Actually, scratch that. You don't really need to learn charisma, any more than you need to learn laughter. I believe every human being is innately charismatic. Babies squint out from their unfathomably open minds with a fierce, ravenous wonder that makes it impossible not to stare back. But within a few months, or a few years, many children mask their real selves. Charisma, you see, draws attention, and attention can be a problem.

For example, by age 5 Melanie had learned to shrink and disappear when her mother went into drunken tantrums at home or, worse, in public. Ellyn was bullied by schoolmates who envied the way she drew her teachers' focus, so she taught herself not to. Perfectionistic Lisette deflected attention because she feared that anyone who noticed her would notice her shortcomings. This is why a number of us reach adolescence behaving more like whipped puppies than Westminster champions.

Below you'll find four steps to help you reveal your own charisma. If you read them and think, "Oh, I could never!", you've likely veiled your natural magnetism, then mistaken those veils for your real personality. This was probably a necessary move way back when, but to live fully now, you must drop your disguise. In Marianne Williamson's immortal words, "Your playing small doesn't serve the world."

Step 1. Strike Some Poses

We often use the word pose to imply fakery, but more simply, the word means "the position of our bodies." When her mother drank, Melanie literally curled inward, shoulders hunching, spine rounding, eyes down. Ellyn slumped to avoid seeming proud. Lisette spent three decades with her arms clamped against her ribs. They were all posing. So are you, right now. The question isn't to pose or not to pose, but how to know which body language reflects your true self.

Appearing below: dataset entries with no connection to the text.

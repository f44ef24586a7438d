//! Streaming rewrite of internal references in relocated HTML.
//!
//! Scans every link-bearing attribute (`a[href]`, `link[href]`,
//! `script[src]`, `img[src]`, `source[src]`) and the text of inline
//! `<style>` blocks, rewriting each internal reference to a root-relative
//! path through the asset map. External URLs, anchors, and scheme-qualified
//! values are never touched. Query strings and fragments survive the
//! rewrite.

pub mod resolver;

use std::cell::RefCell;
use std::path::{Path, PathBuf};
use std::sync::LazyLock;
use std::sync::atomic::{AtomicUsize, Ordering};

use anyhow::{Context, Result};
use lol_html::html_content::ContentType;
use lol_html::{RewriteStrSettings, element, rewrite_str, text};
use regex::{Captures, Regex};
use url::Url;

use crate::asset_relocator::AssetMap;
use crate::error::MigrateError;
pub use resolver::resolve;

/// Prefixes that mark a reference as external or non-relocatable.
const SKIP_PREFIXES: &[&str] = &["http://", "https://", "//", "#", "mailto:", "tel:"];

static CSS_URL_RE: LazyLock<Regex> = LazyLock::new(|| {
    Regex::new(r#"url\(["']?([^"')]+)["']?\)"#).expect("CSS_URL_RE: hardcoded regex is valid")
});

/// Whether a raw reference value must be left untouched.
fn should_skip(value: &str, in_css: bool) -> bool {
    if SKIP_PREFIXES.iter().any(|p| value.starts_with(p)) {
        return true;
    }
    if in_css && value.starts_with("data:") {
        return true;
    }
    // Absolute URLs with uncommon schemes (javascript:, ftp:, data: in
    // attributes) parse successfully; relative references do not.
    Url::parse(value).is_ok()
}

/// Rebase one reference to a root-relative path via the asset map.
///
/// Returns `None` when the value is skipped or the rewrite would be a
/// no-op. The query string and fragment of the original value are carried
/// over unchanged.
fn rebase_reference(value: &str, map: &AssetMap, in_css: bool) -> Option<String> {
    if value.is_empty() || should_skip(value, in_css) {
        return None;
    }

    let (rest, fragment) = match value.split_once('#') {
        Some((rest, frag)) => (rest, Some(frag)),
        None => (value, None),
    };
    let (path, query) = match rest.split_once('?') {
        Some((path, query)) => (path, Some(query)),
        None => (rest, None),
    };
    if path.is_empty() {
        return None;
    }

    let resolved = resolve(path, map);
    let mut rebased = format!("/{resolved}");
    if let Some(query) = query {
        rebased.push('?');
        rebased.push_str(query);
    }
    if let Some(fragment) = fragment {
        rebased.push('#');
        rebased.push_str(fragment);
    }

    if rebased == value { None } else { Some(rebased) }
}

/// Rewrite `url(...)` references inside a CSS block.
///
/// Returns the rewritten CSS and the number of references changed.
#[must_use]
pub fn rewrite_css_urls(css: &str, map: &AssetMap) -> (String, usize) {
    let mut changes = 0usize;
    let rewritten = CSS_URL_RE.replace_all(css, |caps: &Captures| {
        let raw = caps[1].trim();
        match rebase_reference(raw, map, true) {
            Some(rebased) => {
                changes += 1;
                format!("url(\"{rebased}\")")
            }
            None => caps[0].to_string(),
        }
    });
    (rewritten.into_owned(), changes)
}

/// Rewrite every internal reference in an HTML document.
///
/// Returns the rewritten document and the number of references changed
/// (zero means the caller can skip writing the file back).
pub fn rewrite_html(html: &str, map: &AssetMap) -> Result<(String, usize)> {
    let changes = AtomicUsize::new(0);
    // Inline <style> text arrives in chunks; buffer until the last one so
    // a url(...) split across chunks cannot be missed.
    let style_buffer = RefCell::new(String::new());

    let output = rewrite_str(
        html,
        RewriteStrSettings {
            element_content_handlers: vec![
                element!("a[href]", |el| {
                    if let Some(value) = el.get_attribute("href") {
                        if let Some(rebased) = rebase_reference(&value, map, false) {
                            el.set_attribute("href", &rebased)?;
                            changes.fetch_add(1, Ordering::Relaxed);
                        }
                    }
                    Ok(())
                }),
                element!("link[href]", |el| {
                    if let Some(value) = el.get_attribute("href") {
                        if let Some(rebased) = rebase_reference(&value, map, false) {
                            el.set_attribute("href", &rebased)?;
                            changes.fetch_add(1, Ordering::Relaxed);
                        }
                    }
                    Ok(())
                }),
                element!("script[src]", |el| {
                    if let Some(value) = el.get_attribute("src") {
                        if let Some(rebased) = rebase_reference(&value, map, false) {
                            el.set_attribute("src", &rebased)?;
                            changes.fetch_add(1, Ordering::Relaxed);
                        }
                    }
                    Ok(())
                }),
                element!("img[src]", |el| {
                    if let Some(value) = el.get_attribute("src") {
                        if let Some(rebased) = rebase_reference(&value, map, false) {
                            el.set_attribute("src", &rebased)?;
                            changes.fetch_add(1, Ordering::Relaxed);
                        }
                    }
                    Ok(())
                }),
                element!("source[src]", |el| {
                    if let Some(value) = el.get_attribute("src") {
                        if let Some(rebased) = rebase_reference(&value, map, false) {
                            el.set_attribute("src", &rebased)?;
                            changes.fetch_add(1, Ordering::Relaxed);
                        }
                    }
                    Ok(())
                }),
                text!("style", |chunk| {
                    style_buffer.borrow_mut().push_str(chunk.as_str());
                    if chunk.last_in_text_node() {
                        let css = style_buffer.take();
                        let (rewritten, count) = rewrite_css_urls(&css, map);
                        changes.fetch_add(count, Ordering::Relaxed);
                        chunk.replace(&rewritten, ContentType::Html);
                    } else {
                        chunk.remove();
                    }
                    Ok(())
                }),
            ],
            ..RewriteStrSettings::default()
        },
    )
    .map_err(|e| anyhow::anyhow!("HTML rewrite error: {e}"))?;

    Ok((output, changes.load(Ordering::Relaxed)))
}

/// Rewrite one relocated document in place.
///
/// Returns whether the file was modified. Unchanged documents are not
/// written back.
pub fn rewrite_document(path: &Path, map: &AssetMap) -> Result<bool> {
    let html = std::fs::read_to_string(path)
        .with_context(|| format!("failed to read {}", path.display()))?;

    let (rewritten, count) = rewrite_html(&html, map).map_err(|e| MigrateError::Parse {
        path: path.to_path_buf(),
        reason: e.to_string(),
    })?;

    if count == 0 {
        return Ok(false);
    }
    std::fs::write(path, rewritten)
        .with_context(|| format!("failed to write {}", path.display()))?;
    log::debug!("rewrote {count} reference(s) in {}", path.display());
    Ok(true)
}

/// Totals for one rewriting pass over a staged tree.
#[derive(Debug, Default, Clone, Copy)]
pub struct RewriteStats {
    pub documents: usize,
    pub modified: usize,
    pub skipped: usize,
}

/// Rewrite every `.html`/`.htm` file under the staging root.
///
/// A document that fails to parse is logged and skipped; a single
/// malformed file never aborts the batch.
pub fn rewrite_tree(staging_root: &Path, map: &AssetMap) -> Result<RewriteStats> {
    if !staging_root.exists() {
        return Err(MigrateError::NotFound(staging_root.to_path_buf()).into());
    }

    let mut html_files: Vec<PathBuf> = jwalk::WalkDir::new(staging_root)
        .skip_hidden(false)
        .into_iter()
        .filter_map(|entry| {
            let entry = entry.ok()?;
            if !entry.file_type().is_file() {
                return None;
            }
            let path = entry.path();
            let ext = path.extension()?.to_string_lossy().to_lowercase();
            (ext == "html" || ext == "htm").then_some(path)
        })
        .collect();
    html_files.sort();

    let mut stats = RewriteStats {
        documents: html_files.len(),
        ..RewriteStats::default()
    };
    for path in &html_files {
        match rewrite_document(path, map) {
            Ok(true) => stats.modified += 1,
            Ok(false) => {}
            Err(e) => {
                log::warn!("skipping {}: {e}", path.display());
                stats.skipped += 1;
            }
        }
    }

    log::info!(
        "processed {} HTML files ({} modified, {} skipped)",
        stats.documents,
        stats.modified,
        stats.skipped
    );
    Ok(stats)
}

#[cfg(test)]
mod tests {
    use super::*;

    fn sample_map() -> AssetMap {
        let mut map = AssetMap::new();
        map.insert("old/style.css", "css/style.css");
        map.insert("assets/logo.png", "images/logo.png");
        map.insert("scripts/app.js", "js/app.js");
        map.insert("about.html", "about.html");
        map
    }

    #[test]
    fn test_rewrite_relative_stylesheet_link() {
        let map = sample_map();
        let html = r#"<link rel="stylesheet" href="../old/style.css">"#;
        let (out, count) = rewrite_html(html, &map).unwrap();
        assert_eq!(count, 1);
        assert!(out.contains(r#"href="/css/style.css""#));
    }

    #[test]
    fn test_external_and_anchor_links_untouched() {
        let map = sample_map();
        let html = concat!(
            r#"<a href="https://external.example.com/x">ext</a>"#,
            r#"<a href="//cdn.example.com/lib.js">cdn</a>"#,
            r##"<a href="#section">anchor</a>"##,
            r#"<a href="mailto:lab@example.com">mail</a>"#,
            r#"<a href="tel:+1555">tel</a>"#,
        );
        let (out, count) = rewrite_html(html, &map).unwrap();
        assert_eq!(count, 0);
        assert_eq!(out, html);
    }

    #[test]
    fn test_external_img_byte_for_byte_unchanged() {
        let map = sample_map();
        let html = r#"<img src="http://external.example.com/x.png">"#;
        let (out, count) = rewrite_html(html, &map).unwrap();
        assert_eq!(count, 0);
        assert_eq!(out, html);
    }

    #[test]
    fn test_uncommon_scheme_skipped() {
        let map = sample_map();
        let html = r#"<a href="ftp://files.example.com/x">f</a><a href="javascript:void(0)">j</a>"#;
        let (out, count) = rewrite_html(html, &map).unwrap();
        assert_eq!(count, 0);
        assert_eq!(out, html);
    }

    #[test]
    fn test_query_and_fragment_preserved() {
        let map = sample_map();
        let html = r#"<a href="about.html?tab=2#team">about</a>"#;
        let (out, count) = rewrite_html(html, &map).unwrap();
        assert_eq!(count, 1);
        assert!(out.contains(r#"href="/about.html?tab=2#team""#));
    }

    #[test]
    fn test_script_and_img_rewritten() {
        let map = sample_map();
        let html = r#"<script src="scripts/app.js"></script><img src="/assets/logo.png">"#;
        let (out, count) = rewrite_html(html, &map).unwrap();
        assert_eq!(count, 2);
        assert!(out.contains(r#"src="/js/app.js""#));
        assert!(out.contains(r#"src="/images/logo.png""#));
    }

    #[test]
    fn test_unmapped_reference_becomes_root_relative() {
        let map = sample_map();
        let html = r#"<img src="unknown/photo.png">"#;
        let (out, count) = rewrite_html(html, &map).unwrap();
        // Best effort: no mapping, but the reference is still rooted so it
        // no longer depends on the document's own depth.
        assert_eq!(count, 1);
        assert!(out.contains(r#"src="/unknown/photo.png""#));
    }

    #[test]
    fn test_other_attributes_preserved() {
        let map = sample_map();
        let html = r#"<a href="old/style.css" class="btn" id="l1" target="_blank">x</a>"#;
        let (out, _) = rewrite_html(html, &map).unwrap();
        assert!(out.contains(r#"class="btn""#));
        assert!(out.contains(r#"id="l1""#));
        assert!(out.contains(r#"target="_blank""#));
    }

    #[test]
    fn test_css_url_rewrite_preserves_query() {
        let map = sample_map();
        let css = "background: url('assets/logo.png?v=2');";
        let (out, count) = rewrite_css_urls(css, &map);
        assert_eq!(count, 1);
        assert_eq!(out, r#"background: url("/images/logo.png?v=2");"#);
    }

    #[test]
    fn test_css_skips_data_and_external_urls() {
        let map = sample_map();
        let css = "a{background:url(data:image/png;base64,xyz)} b{background:url(https://x.com/a.png)}";
        let (out, count) = rewrite_css_urls(css, &map);
        assert_eq!(count, 0);
        assert_eq!(out, css);
    }

    #[test]
    fn test_inline_style_block_rewritten() {
        let map = sample_map();
        let html = "<style>\nbody { background: url(\"assets/logo.png\"); }\n</style>";
        let (out, count) = rewrite_html(html, &map).unwrap();
        assert_eq!(count, 1);
        assert!(out.contains(r#"url("/images/logo.png")"#));
    }

    #[test]
    fn test_rewrite_is_stable_fixed_point() {
        let map = sample_map();
        let html = r#"<link href="../old/style.css"><img src="assets/logo.png">"#;
        let (first, count) = rewrite_html(html, &map).unwrap();
        assert_eq!(count, 2);
        let (second, count) = rewrite_html(&first, &map).unwrap();
        assert_eq!(count, 0);
        assert_eq!(first, second);
    }

    #[test]
    fn test_rewrite_document_skips_unchanged_files() {
        let dir = tempfile::TempDir::new().unwrap();
        let path = dir.path().join("page.html");
        let html = r#"<a href="https://external.example.com/">x</a>"#;
        std::fs::write(&path, html).unwrap();

        let modified = rewrite_document(&path, &sample_map()).unwrap();
        assert!(!modified);
        assert_eq!(std::fs::read_to_string(&path).unwrap(), html);
    }

    #[test]
    fn test_rewrite_tree_walks_html_files() {
        let dir = tempfile::TempDir::new().unwrap();
        let root = dir.path();
        std::fs::create_dir_all(root.join("sub")).unwrap();
        std::fs::write(
            root.join("index.html"),
            r#"<link href="old/style.css">"#,
        )
        .unwrap();
        std::fs::write(
            root.join("sub/page.htm"),
            r#"<img src="../assets/logo.png">"#,
        )
        .unwrap();
        std::fs::write(root.join("notes.txt"), "url(assets/logo.png)").unwrap();

        let stats = rewrite_tree(root, &sample_map()).unwrap();
        assert_eq!(stats.documents, 2);
        assert_eq!(stats.modified, 2);
        assert_eq!(stats.skipped, 0);

        let index = std::fs::read_to_string(root.join("index.html")).unwrap();
        assert!(index.contains(r#"href="/css/style.css""#));
        // Non-HTML files are never touched.
        assert_eq!(
            std::fs::read_to_string(root.join("notes.txt")).unwrap(),
            "url(assets/logo.png)"
        );
    }
}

Watch Uno the wonder beagle as his handler positions him like a toy. Being placed in show posture, far from constraining Uno, seems to fill him with confidence, sending his charisma into overdrive. For humans, as for dogs, physical movement influences moods. You may realize you spend a lot of the day in a charisma-crushing position. The posture you had as a toddler—spine straight, shoulders back, chest out, head high—may be long forgotten, but repositioning yourself as nature intended is essential to unveiling your innate charisma.

This is why soldiers stand at attention (basically Uno's "show pose"). Try it yourself: Stand up straight, broaden and drop your shoulders, bring your clavicles up and your chin down. If you don't feel a little like General Patton, exaggerate this pose until you do. Experiment with other postures, noting how each affects your sense of self. Hook your thumbs through your belt loops and become a cowboy; smile over your shoulder to feel seductive; imitate Michelangelo's David and find the courage to fight Goliath. Cultivating charisma is one of the few areas where I recommend adopting a "fake it till you make it" strategy, because any pose that elicits confidence, even if it feels phony, is actually a return to authenticity. No one was born beaten.

Here's a challenge: For the rest of today, stand, sit, and walk like the most charismatic person you know. Notice the moments when you feel foolish or embarrassed about projecting charisma. Those are the times when you have forgotten who you are. Persist for a few more days and you'll discover that charismatic body language is a self-reinforcing cycle. As your physical bearing becomes more aligned with your real self, other people will begin noticing you more. Don't let this affect your new behavior (in other words, don't revert to slumping). Ultimately, you must become confident enough to drop your pose of unimportance for good.